Dallas County Health Director Zachary Thompson knows the score and has launched a public education campaign as part of a broader effort to drive down infection rates. The campaign cuts across lines of age, race, gender, and sexuality. He's been critical of the sex ed curricula in public schools for focusing too heavily on abstinence. Alicia Keys graced billboards encouraging people, namely black women, to get tested. Now, two smiling, gay black men are doing the same.

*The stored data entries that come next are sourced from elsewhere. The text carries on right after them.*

/*! Submission batching and the per-thread command queue façade.
 *
 * A [`SubmissionGroup`] collects command buffers with their wait/signal
 * semaphores and timeline fence values. Groups queue up per device queue in
 * a [`SubmissionQueue`] and flush to the GPU in insertion order, one device
 * submit per group.
 *
 * [`CommandQueue`] fronts one device queue with a command pool per calling
 * thread, so recording never contends across threads.
 */

use std::{
    collections::HashMap,
    sync::Arc,
    thread::ThreadId,
};

use anyhow::Result;
use parking_lot::Mutex;

use crate::{
    command::{CommandBuffer, CommandBufferState, CommandPool, CommandPoolInfo},
    device::{Device, SubmitInfo},
    handle::Handle,
    sync::{Fence, Semaphore},
    types::DeviceQueue,
};

pub const MAX_SUBMISSION_GROUPS: usize = 8;
pub const MAX_COMMAND_BUFFERS_PER_GROUP: usize = 16;
pub const MAX_FENCES_PER_GROUP_HALF: usize = 8;
pub const MAX_SEMAPHORES_PER_GROUP_HALF: usize = 8;

/// One batch of work for a single device queue. Capacities are fixed;
/// exceeding them is a caller bug and debug-asserted.
pub struct SubmissionGroup {
    queue: DeviceQueue,
    command_buffers: Vec<Handle<CommandBuffer>>,
    wait_semaphores: Vec<Handle<Semaphore>>,
    signal_semaphores: Vec<Handle<Semaphore>>,
    wait_fences: Vec<(Handle<Fence>, u64)>,
    signal_fences: Vec<(Handle<Fence>, u64)>,
}

impl SubmissionGroup {
    pub fn new(queue: DeviceQueue) -> Self {
        Self {
            queue,
            command_buffers: Vec::with_capacity(MAX_COMMAND_BUFFERS_PER_GROUP),
            wait_semaphores: Vec::with_capacity(MAX_SEMAPHORES_PER_GROUP_HALF),
            signal_semaphores: Vec::with_capacity(MAX_SEMAPHORES_PER_GROUP_HALF),
            wait_fences: Vec::with_capacity(MAX_FENCES_PER_GROUP_HALF),
            signal_fences: Vec::with_capacity(MAX_FENCES_PER_GROUP_HALF),
        }
    }

    pub fn queue(&self) -> DeviceQueue {
        self.queue
    }

    pub fn is_empty(&self) -> bool {
        self.command_buffers.is_empty()
    }

    pub fn num_command_buffers(&self) -> usize {
        self.command_buffers.len()
    }

    /// Only executable command buffers are accepted; anything else is
    /// silently skipped, matching the device's own submit contract.
    pub fn submit_command_buffer(&mut self, command_buffer: &Handle<CommandBuffer>) {
        if !command_buffer.valid() || command_buffer.state() != CommandBufferState::Executable {
            return;
        }
        debug_assert!(
            self.command_buffers.len() < MAX_COMMAND_BUFFERS_PER_GROUP,
            "submission group command buffer capacity exceeded"
        );
        if self.command_buffers.len() < MAX_COMMAND_BUFFERS_PER_GROUP {
            self.command_buffers.push(command_buffer.clone());
        }
    }

    pub fn signal_fence(&mut self, fence: &Handle<Fence>, value: u64) {
        if !fence.valid() {
            return;
        }
        debug_assert!(
            self.signal_fences.len() < MAX_FENCES_PER_GROUP_HALF,
            "submission group signal fence capacity exceeded"
        );
        if self.signal_fences.len() < MAX_FENCES_PER_GROUP_HALF {
            self.signal_fences.push((fence.clone(), value));
        }
    }

    pub fn wait_on_fence(&mut self, fence: &Handle<Fence>, value: u64) {
        if !fence.valid() {
            return;
        }
        debug_assert!(
            self.wait_fences.len() < MAX_FENCES_PER_GROUP_HALF,
            "submission group wait fence capacity exceeded"
        );
        if self.wait_fences.len() < MAX_FENCES_PER_GROUP_HALF {
            self.wait_fences.push((fence.clone(), value));
        }
    }

    pub fn signal_semaphore(&mut self, semaphore: &Handle<Semaphore>) {
        if !semaphore.valid() {
            return;
        }
        debug_assert!(
            self.signal_semaphores.len() < MAX_SEMAPHORES_PER_GROUP_HALF,
            "submission group signal semaphore capacity exceeded"
        );
        if self.signal_semaphores.len() < MAX_SEMAPHORES_PER_GROUP_HALF {
            self.signal_semaphores.push(semaphore.clone());
        }
    }

    pub fn wait_on_semaphore(&mut self, semaphore: &Handle<Semaphore>) {
        if !semaphore.valid() {
            return;
        }
        debug_assert!(
            self.wait_semaphores.len() < MAX_SEMAPHORES_PER_GROUP_HALF,
            "submission group wait semaphore capacity exceeded"
        );
        if self.wait_semaphores.len() < MAX_SEMAPHORES_PER_GROUP_HALF {
            self.wait_semaphores.push(semaphore.clone());
        }
    }
}

/// Pending submission groups for the main, transfer and compute queues.
pub struct SubmissionQueue {
    device: Device,
    main: Vec<SubmissionGroup>,
    transfer: Vec<SubmissionGroup>,
    compute: Vec<SubmissionGroup>,
}

impl SubmissionQueue {
    pub fn new(device: Device) -> Self {
        Self {
            device,
            main: Vec::with_capacity(MAX_SUBMISSION_GROUPS),
            transfer: Vec::with_capacity(MAX_SUBMISSION_GROUPS),
            compute: Vec::with_capacity(MAX_SUBMISSION_GROUPS),
        }
    }

    pub fn new_submission_group(queue: DeviceQueue) -> SubmissionGroup {
        SubmissionGroup::new(queue)
    }

    fn groups_mut(&mut self, queue: DeviceQueue) -> &mut Vec<SubmissionGroup> {
        match queue {
            DeviceQueue::Transfer => &mut self.transfer,
            DeviceQueue::Compute => &mut self.compute,
            _ => &mut self.main,
        }
    }

    /// Registers a filled group. When the queue already holds the maximum
    /// number of groups, the pending groups flush to the GPU first.
    pub fn enqueue(&mut self, group: SubmissionGroup) {
        let queue = group.queue();
        if self.groups_mut(queue).len() >= MAX_SUBMISSION_GROUPS {
            self.send_to_gpu_queue(queue);
        }
        self.groups_mut(queue).push(group);
    }

    /// Flushes the transfer queue first, then main, then compute.
    pub fn send_to_gpu(&mut self) {
        self.send_to_gpu_queue(DeviceQueue::Transfer);
        self.send_to_gpu_queue(DeviceQueue::Main);
        self.send_to_gpu_queue(DeviceQueue::Compute);
    }

    /// Issues one device submit per non-empty group, in insertion order.
    pub fn send_to_gpu_queue(&mut self, queue: DeviceQueue) {
        let device = self.device.clone();
        let groups = std::mem::take(self.groups_mut(queue));
        for group in &groups {
            if group.is_empty() {
                continue;
            }
            device.submit(&SubmitInfo {
                queue: group.queue,
                command_buffers: &group.command_buffers,
                wait_semaphores: &group.wait_semaphores,
                signal_semaphores: &group.signal_semaphores,
                wait_fences: &group.wait_fences,
                signal_fences: &group.signal_fences,
            });
        }
    }

    /// Drops all pending groups without submitting.
    pub fn clear(&mut self) {
        self.main.clear();
        self.transfer.clear();
        self.compute.clear();
    }
}

/// Per-thread command buffer dispenser for one device queue.
pub struct CommandQueue {
    device: Device,
    queue: DeviceQueue,
    submission_queue: Arc<Mutex<SubmissionQueue>>,
    pools: Mutex<HashMap<ThreadId, Handle<CommandPool>>>,
}

impl CommandQueue {
    pub fn new(
        device: Device,
        queue: DeviceQueue,
        submission_queue: Arc<Mutex<SubmissionQueue>>,
    ) -> Self {
        Self {
            device,
            queue,
            submission_queue,
            pools: Mutex::new(HashMap::new()),
        }
    }

    pub fn queue(&self) -> DeviceQueue {
        self.queue
    }

    pub fn submission_queue(&self) -> &Arc<Mutex<SubmissionQueue>> {
        &self.submission_queue
    }

    /// Hands out the next free command buffer from the calling thread's
    /// pool, creating the pool on first use.
    pub fn next_free_command_buffer(&self) -> Result<Handle<CommandBuffer>> {
        let tid = std::thread::current().id();

        let pool = {
            let mut pools = self.pools.lock();
            if let Some(pool) = pools.get(&tid) {
                pool.clone()
            } else {
                let queue_name = match self.queue {
                    DeviceQueue::Transfer => "transfer",
                    DeviceQueue::Compute => "compute",
                    _ => "main",
                };
                let pool = CommandPool::from(
                    &self.device,
                    CommandPoolInfo {
                        name: format!("type={}, tid={:?}", queue_name, tid),
                        queue: self.queue,
                    },
                )?;
                pools.insert(tid, pool.clone());
                pool
            }
        };

        CommandBuffer::from(&pool)
    }

    pub fn new_submission_group(&self) -> SubmissionGroup {
        SubmissionGroup::new(self.queue)
    }

    /// Registers a filled group with the shared submission queue.
    pub fn submit(&self, group: SubmissionGroup) {
        self.submission_queue.lock().enqueue(group);
    }

    /// Flushes this queue's pending submission groups.
    pub fn send_to_gpu(&self) {
        self.submission_queue.lock().send_to_gpu_queue(self.queue);
    }

    /// Drops every per-thread command pool. Outstanding command buffer
    /// handles must be released first.
    pub fn terminate(&self) {
        self.pools.lock().clear();
    }
}

#[cfg(test)]
mod tests {
    use super::*;

    #[test]
    fn null_handles_are_skipped() {
        let mut group = SubmissionGroup::new(DeviceQueue::Main);
        group.submit_command_buffer(&Handle::null());
        group.signal_fence(&Handle::null(), 1);
        group.wait_on_fence(&Handle::null(), 1);
        group.signal_semaphore(&Handle::null());
        group.wait_on_semaphore(&Handle::null());

        assert!(group.is_empty());
        assert_eq!(group.num_command_buffers(), 0);
        assert_eq!(group.queue(), DeviceQueue::Main);
    }
}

I don't remember where I spotted the billboard. Somewhere in the vicinity of White Rock, I expect. The one in Fox 4's piece from last night stands over Highway 67 and Red Bird Lane. But wherever you come across it, it sticks in your mind, if only because same-sex black couples are rarely represented in media of any form. That's what makes it effective.
But you can't plaster two gay dudes on a billboard in southern Dallas and expect it to fly with Dallas City Councilwoman Vonciel Jones Hill. She seems to fear the ad might have a corrupting influence on passersby. In an email to Fox 4's Shaun Rabb, she expressed concern that "African American men who engage in homosexual conduct [are] presented as acceptable" in the ad and that it amounts to an endorsement of homosexuality.
Thompson, meanwhile, who is engaged in a reality-based fight against a deadly scourge, bangs his head against the wall in frustration. "The message is very clear," he told Rabb. "The message is: among African American men who have sex with men the rate of HIV new cases is at an epidemic proportion."